Vancouver City Councillor Andrea Reimer introduced a raft of last minute changes to the Downtown Eastside Local Area Plan after Council had heard from speakers on Saturday, March 15th. A number of key changes were included as part of the 25 pages of amendments. The most significant change was in the definition of social housing. The members of the public who were present in Council Chambers and Councillors Affleck, Ball and Carr only had 15 minutes to review the amendments. (The public has the right to wonder who were the privileged ones to influence and read these sweeping amendments before they were presented, and what this says about how City Council functions today. But that’s another story.) Leading municipal lawyer Jonathan Baker has commented on the legality of the Plan produced this day (“They Know Not What They Do“).
During the final debate, Green Party Councillor Carr noted that “it’s far better to define social housing honestly.” She introduced two motions that would have included clearer definitions of social housing (for details please see Adriane Carr on the DTES Plan). Nonetheless both of her motions were defeated, and the Council majority passed the Downtown Local Area Plan at 4:15pm on Saturday, March 15th.
Vancouver City Council approved a variable definition of social housing. The definition changed and applied differently to certain sections of the Downtown Eastside. For reference, we’ve included photos of the Appendix D that show the variations in the definition of social housing.
The changes to Appendix D also show changes in the maximum density allowed in a number of the sub-regions, including allowing more than 3.0 FSR in the Victory Square (or sub-area ‘G’). Those changes predated the final raft of amendments and were included in the final staff report.
Section 3 – Density
4. Despite subsections 1 and 3, the density of residential use must not exceed a floor space ratio of 3.00, except:
(a) in the areas denoted by the letters ‘G’, ‘K1’, ‘K2’, ‘L1’, ‘L2’, ‘M’, ‘N’, and ‘O’ on Map 1; and
The Hastings East sub-area (Area C that presumably includes C2, though it’s not a separate area on Map 1) include a key change to allow extra density for 100% market rental units, extra height to 32.0 metres and extra density to 6.0 FSR. The requirements once limited extra height and density (to 5.0 FSR) for low-cost housing or for social housing that would make up two thirds of the floor space on a site. The full text of the earlier and final changes are included further below. We anticipate that draft bylaw amendments included in the Local Area Plan will soon be put forward to Council for a Public Hearing, perhaps as early as April. It’s unclear if a maximum density will be specified in the bylaw, or it it will be left open ended.
Will the changes to the Victory Square facilitate the gentrification creep from the west to allow for more market rental and density? It’s worth noting that Woodward’s is located in this sub-area. The basic maximum height can be increased to a maximum of 32.0 m (105 feet) for 100% market rental units or for housing that includes 2/3 of the ‘social housing’ definition that applies to Victory Square. This extra height could be approved without Council approval via the Development Permit Board.

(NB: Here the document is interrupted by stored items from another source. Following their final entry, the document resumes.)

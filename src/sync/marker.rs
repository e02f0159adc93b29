//! Map markers.

use serde::Serialize;

use crate::data::{ConfigStore, SensorId, SensorLocation, SensorStatus, Status, StatusEvaluator};

/// Marker color class. The theme maps these onto terminal colors.
#[derive(Debug, Clone, Copy, PartialEq, Eq, Serialize)]
pub enum MarkerColor {
    Neutral,
    Accent,
    Alert,
}

impl From<Status> for MarkerColor {
    fn from(status: Status) -> Self {
        match status {
            Status::NoData => MarkerColor::Neutral,
            Status::Normal => MarkerColor::Accent,
            Status::Warning => MarkerColor::Alert,
        }
    }
}

/// One sensor on the map.
#[derive(Debug, Clone, PartialEq, Serialize)]
pub struct Marker {
    pub sensor_id: SensorId,
    pub display_name: String,
    pub latitude: f64,
    pub longitude: f64,
    pub status: Status,
    pub color: MarkerColor,
    /// Popup lines: values of the reading the status came from.
    pub popup: Vec<String>,
    /// Drawn enlarged. True for the selected sensor only.
    pub emphasized: bool,
}

impl Marker {
    pub(crate) fn new(location: &SensorLocation) -> Self {
        Self {
            sensor_id: location.sensor_id,
            display_name: location.display_name.clone(),
            latitude: location.latitude,
            longitude: location.longitude,
            status: Status::NoData,
            color: MarkerColor::Neutral,
            popup: vec![location.display_name.clone(), "No readings yet".to_string()],
            emphasized: false,
        }
    }

    pub(crate) fn apply(&mut self, store: &ConfigStore, status: &SensorStatus) {
        self.status = status.status;
        self.color = status.status.into();
        self.popup = popup_lines(&self.display_name, store, status);
    }
}

fn popup_lines(title: &str, store: &ConfigStore, status: &SensorStatus) -> Vec<String> {
    let out_of_range = StatusEvaluator::new(store).out_of_range(&status.reading);
    let mut lines = Vec::with_capacity(store.parameters().len() + 3);
    lines.push(title.to_string());
    lines.push(format!("Status: {}", status.status.label()));
    for cfg in store.parameters() {
        let mut value = match status.reading.value(&cfg.key) {
            Some(v) if cfg.unit.is_empty() => format!("{:.1}", v),
            Some(v) => format!("{:.1} {}", v, cfg.unit),
            None => "--".to_string(),
        };
        if out_of_range.contains(&cfg.key) {
            value.push_str(" (!)");
        }
        lines.push(format!("{}: {}", cfg.display_name, value));
    }
    lines.push(format!("Updated: {}", status.reading.formatted_timestamp()));
    lines
}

While the draft bylaw amendments often state the the Development Permit Board would need to approve changes, in reality this means that Director of Planning (currently the recently-hired Brian Jackson) can approve projects without any public oversight. One person. No need to explain decisions. No advance notice. No appeals. Do the powers of this office invite the chance of bribery and corruption? There’s a giant loophole in the Zoning and Development bylaws that allows Mr. Jackson to approve projects on his own accord and completely bypass the DP Board (see sections 3.3.3 and 3.3.4):
It’s worth noting that Mr. Jackson has already approved several mega-projects on his authority over the past year, such as 2220 Kingsway (428 units), the Millennium Boheme (101 units) and 401 Great Northern Way (209 units). Similarly, large tower developments in large swaths of the West End can now be approved this way, after zoning amendments approved by City Council in January. Is it about time to close the loopholes listed in section 3.3.3 and 3.3.4 that allow the Director of Planning to bypass public process?
We’ve included photographs of Appendix D; as of this writing (Tuesday, March 28) the City of Vancouver has not posted the 25 pages of amendments.